Wanua.id – Ketua Umum Asosiasi Pengusaha Indonesia (Apindo), Shinta W. Kamdani, menyatakan bahwa pelemahan nilai tukar rupiah yang terus berlanjut saat ini menambah tekanan baru bagi dunia usaha. Ia menilai kondisi ini dapat mengancam keberlangsungan banyak pelaku usaha di Tanah Air.
“Kami khawatir tingkat nilai tukar yang serendah ini akan menjadi beban baru bagi ekonomi Indonesia, di samping beban-beban yang diciptakan oleh tarif Trump atas ekspor Indonesia secara langsung,” ujar Shinta saat dihubungi pada Rabu malam, 9 April 2025.
Meskipun menyadari bahwa kondisi tersebut merupakan imbas dari ketidakstabilan global akibat perang tarif, Shinta tetap menekankan pentingnya langkah-langkah strategis dari pemerintah. Ia meyakini bahwa nilai tukar rupiah dapat kembali menguat jika Indonesia mampu menjaga stabilitas fundamental ekonominya.
Apindo mendesak pemerintah agar segera mengambil langkah intervensi konkret. “Pemerintah Indonesia harus lebih fokus menjaga parameter-parameter prudential makroekonomi dan menstimulasi pertumbuhan ekonomi di dalam negeri,” tambah Shinta. Ia juga menyebutkan bahwa pertemuan Presiden Prabowo Subianto bersama pelaku usaha dalam Sarasehan Ekonomi pada 8 April lalu memberi suntikan optimisme di tengah tekanan yang ada.
Di sisi lain, tekanan terhadap rupiah memang cukup signifikan. Berdasarkan data e-Rate USD BCA, kurs beli dolar pada 7 April 2025 mencapai Rp 16.950, sedangkan kurs jual melonjak ke Rp 16.600. Bahkan, pada awal pekan ini, nilai tukar sempat menembus angka Rp 17 ribu per dolar AS.
Menanggapi situasi ini, akademisi dari Universitas Andalas, Syafruddin Karimi, mengingatkan agar otoritas moneter dan fiskal tidak bersikap reaktif. “Seharusnya menjadi alarm serius. Pemerintah dan Bank Indonesia perlu menyusun strategi komunikasi dan kebijakan yang lebih tegas dan terukur untuk meredam kepanikan pasar,” kata Syafruddin dalam keterangan tertulisnya, Selasa (8/4) dikutip dari Tempo.
Bank Indonesia sendiri telah merespons dengan melakukan intervensi di pasar offshore (Non Deliverable Forward/NDF) di kawasan Asia, Eropa, dan New York.

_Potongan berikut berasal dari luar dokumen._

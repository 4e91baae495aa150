//! Generic (fallback) page parser.
//!
//! Works on arbitrary blog templates using structural heuristics. The helper
//! functions are shared with the site parsers, which only override the parts
//! of the template they know better.

use std::sync::LazyLock;

use regex::Regex;
use scraper::{ElementRef, Html, Selector};
use url::Url;

use blogbook_content::{collapse_text, extract_body, normalize_text, select_container};
use blogbook_shared::{ClassifiedLink, LinkHint, LinkKind, PostMetadata, host_key};

use super::{PageParser, ParseContext};
use crate::dates;

/// Link text shorter than this is navigation, not a post title.
const MIN_TITLE_CHARS: usize = 10;

/// Ancestors searched for a date next to a post link.
const HINT_DATE_LEVELS: usize = 5;

/// Ancestors with more text than this are listing-wide, not one item.
const HINT_DATE_MAX_TEXT: usize = 500;

/// Path fragments that never lead to a post.
const NON_POST_PATHS: &[&str] = &[
    "/tag/", "/tags/", "/category/", "/categories/", "/author/", "/page/", "/search", "/about",
    "/contact", "/subscribe", "/feed", ".xml", ".rss", ".atom", ".json",
];

pub(crate) static ANCHORS: LazyLock<Selector> =
    LazyLock::new(|| Selector::parse("a[href]").expect("valid selector"));

static H1: LazyLock<Selector> = LazyLock::new(|| Selector::parse("h1").expect("valid selector"));

static TITLE: LazyLock<Selector> =
    LazyLock::new(|| Selector::parse("title").expect("valid selector"));

static OG_TITLE: LazyLock<Selector> = LazyLock::new(|| {
    Selector::parse(r#"meta[property="og:title"]"#).expect("valid selector")
});

static OG_SITE_NAME: LazyLock<Selector> = LazyLock::new(|| {
    Selector::parse(r#"meta[property="og:site_name"]"#).expect("valid selector")
});

static PAGINATION_TEXT_RE: LazyLock<Regex> = LazyLock::new(|| {
    Regex::new(
        r"(?i)^(?:(?:older|next|more)(?:\s*(?:posts?|page|entries|articles))?|load\s*more(?:\s*posts?)?)?\s*[→»›]?$",
    )
    .expect("valid regex")
});

static PAGE_PATH_RE: LazyLock<Regex> =
    LazyLock::new(|| Regex::new(r"/page/\d+/?$").expect("valid regex"));

/// Generic parser for blogs without a dedicated parser.
pub struct GenericParser;

impl PageParser for GenericParser {
    fn name(&self) -> &str {
        "generic"
    }

    fn detect(&self, _url: &Url) -> bool {
        true
    }

    fn blog_title(&self, doc: &Html, _cx: &ParseContext<'_>) -> Option<String> {
        meta_content(doc, &OG_SITE_NAME).or_else(|| document_title(doc))
    }

    fn extract_links(&self, doc: &Html, cx: &ParseContext<'_>) -> Vec<ClassifiedLink> {
        classify_links(doc, cx)
    }

    fn extract_post(&self, doc: &Html, cx: &ParseContext<'_>, hint: &LinkHint) -> PostMetadata {
        post_metadata(doc, cx, hint, |_| false)
    }
}

// ---------------------------------------------------------------------------
// Link classification
// ---------------------------------------------------------------------------

/// Classify all anchors on an index page with the generic heuristics, or with
/// the configured selectors when the site has any.
pub(crate) fn classify_links(doc: &Html, cx: &ParseContext<'_>) -> Vec<ClassifiedLink> {
    doc.select(&ANCHORS)
        .filter_map(|el| {
            let url = resolve_href(el, cx.page_url)?;
            let kind = if is_pagination(el, &url, cx) {
                LinkKind::Pagination
            } else if is_post_candidate(el, &url, cx) {
                LinkKind::PostCandidate
            } else {
                LinkKind::Ignored
            };

            let mut link = ClassifiedLink::new(url, kind);
            if kind == LinkKind::PostCandidate {
                link.hint = index_hint(el, &link.url, &cx.hints.date_formats);
            }
            Some(link)
        })
        .collect()
}

/// Only the pagination links of a page; used by site parsers that classify
/// posts themselves.
pub(crate) fn pagination_links(doc: &Html, cx: &ParseContext<'_>) -> Vec<ClassifiedLink> {
    doc.select(&ANCHORS)
        .filter_map(|el| {
            let url = resolve_href(el, cx.page_url)?;
            is_pagination(el, &url, cx).then(|| ClassifiedLink::new(url, LinkKind::Pagination))
        })
        .collect()
}

/// Resolve an anchor's `href` against `base`, dropping the fragment.
/// Non-HTTP targets (`mailto:`, `javascript:`, in-page `#`) yield `None`.
pub(crate) fn resolve_href(el: ElementRef<'_>, base: &Url) -> Option<Url> {
    let href = el.value().attr("href")?.trim();
    if href.is_empty() || href.starts_with('#') {
        return None;
    }
    let mut url = base.join(href).ok()?;
    if !matches!(url.scheme(), "http" | "https") {
        return None;
    }
    url.set_fragment(None);
    Some(url)
}

pub(crate) fn same_site(url: &Url, cx: &ParseContext<'_>) -> bool {
    host_key(url) == host_key(cx.blog_root)
}

fn is_pagination(el: ElementRef<'_>, url: &Url, cx: &ParseContext<'_>) -> bool {
    if !same_site(url, cx) {
        return false;
    }
    if let Some(sel) = &cx.hints.pagination {
        return sel.matches(&el);
    }

    let rel_next = el
        .value()
        .attr("rel")
        .is_some_and(|r| r.split_whitespace().any(|t| t.eq_ignore_ascii_case("next")));
    if rel_next {
        return true;
    }

    if PAGE_PATH_RE.is_match(url.path()) || url.query_pairs().any(|(k, v)| k == "page" && v.parse::<u32>().is_ok()) {
        return true;
    }

    // "More »" next to a listing item is a read-more link, not pagination.
    let text = collapse_text(el);
    !text.is_empty() && PAGINATION_TEXT_RE.is_match(&text) && !is_post_path(url, cx)
}

fn is_post_candidate(el: ElementRef<'_>, url: &Url, cx: &ParseContext<'_>) -> bool {
    if !same_site(url, cx) {
        return false;
    }
    if let Some(sel) = &cx.hints.post_link {
        return sel.matches(&el);
    }

    is_post_path(url, cx) && collapse_text(el).chars().count() >= MIN_TITLE_CHARS
}

/// Whether `url` sits strictly below the blog root, on a segment boundary, and
/// outside the known non-post sections.
fn is_post_path(url: &Url, cx: &ParseContext<'_>) -> bool {
    let root_path = cx.blog_root.path().trim_end_matches('/');
    let path = url.path();
    let below_root = path
        .trim_end_matches('/')
        .strip_prefix(root_path)
        .is_some_and(|rest| rest.starts_with('/'));
    if !below_root {
        return false;
    }

    let lower = path.to_ascii_lowercase();
    !NON_POST_PATHS.iter().any(|p| lower.contains(p))
}

/// Title and date shown next to a post link on an index page.
pub(crate) fn index_hint(el: ElementRef<'_>, url: &Url, date_formats: &[String]) -> LinkHint {
    let title = normalize_text(&collapse_text(el));
    LinkHint {
        title: (!title.is_empty()).then_some(title),
        date: date_near(el, date_formats).or_else(|| dates::date_from_url(url)),
    }
}

/// Search the link and its closest ancestors for a date, stopping at
/// containers that hold a whole listing.
fn date_near(el: ElementRef<'_>, date_formats: &[String]) -> Option<chrono::NaiveDate> {
    std::iter::once(el)
        .chain(el.ancestors().filter_map(ElementRef::wrap))
        .take(HINT_DATE_LEVELS + 1)
        .take_while(|a| !matches!(a.value().name(), "body" | "html" | "main"))
        .map(collapse_text)
        .take_while(|text| text.len() < HINT_DATE_MAX_TEXT)
        .find_map(|text| dates::parse_date_text(&text, date_formats))
}

// ---------------------------------------------------------------------------
// Post extraction
// ---------------------------------------------------------------------------

/// Generic post extraction; `strip` removes template-specific blocks from the
/// body.
pub(crate) fn post_metadata(
    doc: &Html,
    cx: &ParseContext<'_>,
    hint: &LinkHint,
    strip: impl Fn(ElementRef<'_>) -> bool,
) -> PostMetadata {
    let container = select_container(doc, cx.hints.content.as_ref());

    let title = container
        .and_then(|c| c.select(&H1).next())
        .map(collapse_text)
        .filter(|t| !t.is_empty())
        .or_else(|| meta_content(doc, &OG_TITLE))
        .or_else(|| document_title(doc))
        .or_else(|| hint.title.clone())
        .map(|t| normalize_text(&t))
        .unwrap_or_default();

    let published = dates::date_from_document(doc, &cx.hints.date_formats)
        .or_else(|| dates::date_from_url(cx.page_url))
        .or(hint.date);

    let body_html = container
        .map(|c| extract_body(c, strip))
        .unwrap_or_default();

    PostMetadata {
        title,
        published,
        body_html,
    }
}

pub(crate) fn meta_content(doc: &Html, sel: &Selector) -> Option<String> {
    doc.select(sel)
        .filter_map(|el| el.value().attr("content"))
        .map(|c| c.split_whitespace().collect::<Vec<_>>().join(" "))
        .find(|c| !c.is_empty())
}

pub(crate) fn document_title(doc: &Html) -> Option<String> {
    doc.select(&TITLE)
        .next()
        .map(collapse_text)
        .filter(|t| !t.is_empty())
}

/// Whether `el`'s `class` attribute matches `re`.
pub(crate) fn class_matches(el: ElementRef<'_>, re: &Regex) -> bool {
    el.value().attr("class").is_some_and(|c| re.is_match(c))
}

Selain itu, intervensi juga dilakukan di pasar domestik melalui pasar valas dan pembelian Surat Berharga Negara (SBN) di pasar sekunder.
Situasi ini menjadi ujian berat bagi dunia usaha nasional, yang tidak hanya harus menghadapi tekanan eksternal, tetapi juga menjaga kelangsungan bisnis di tengah volatilitas nilai tukar yang tinggi.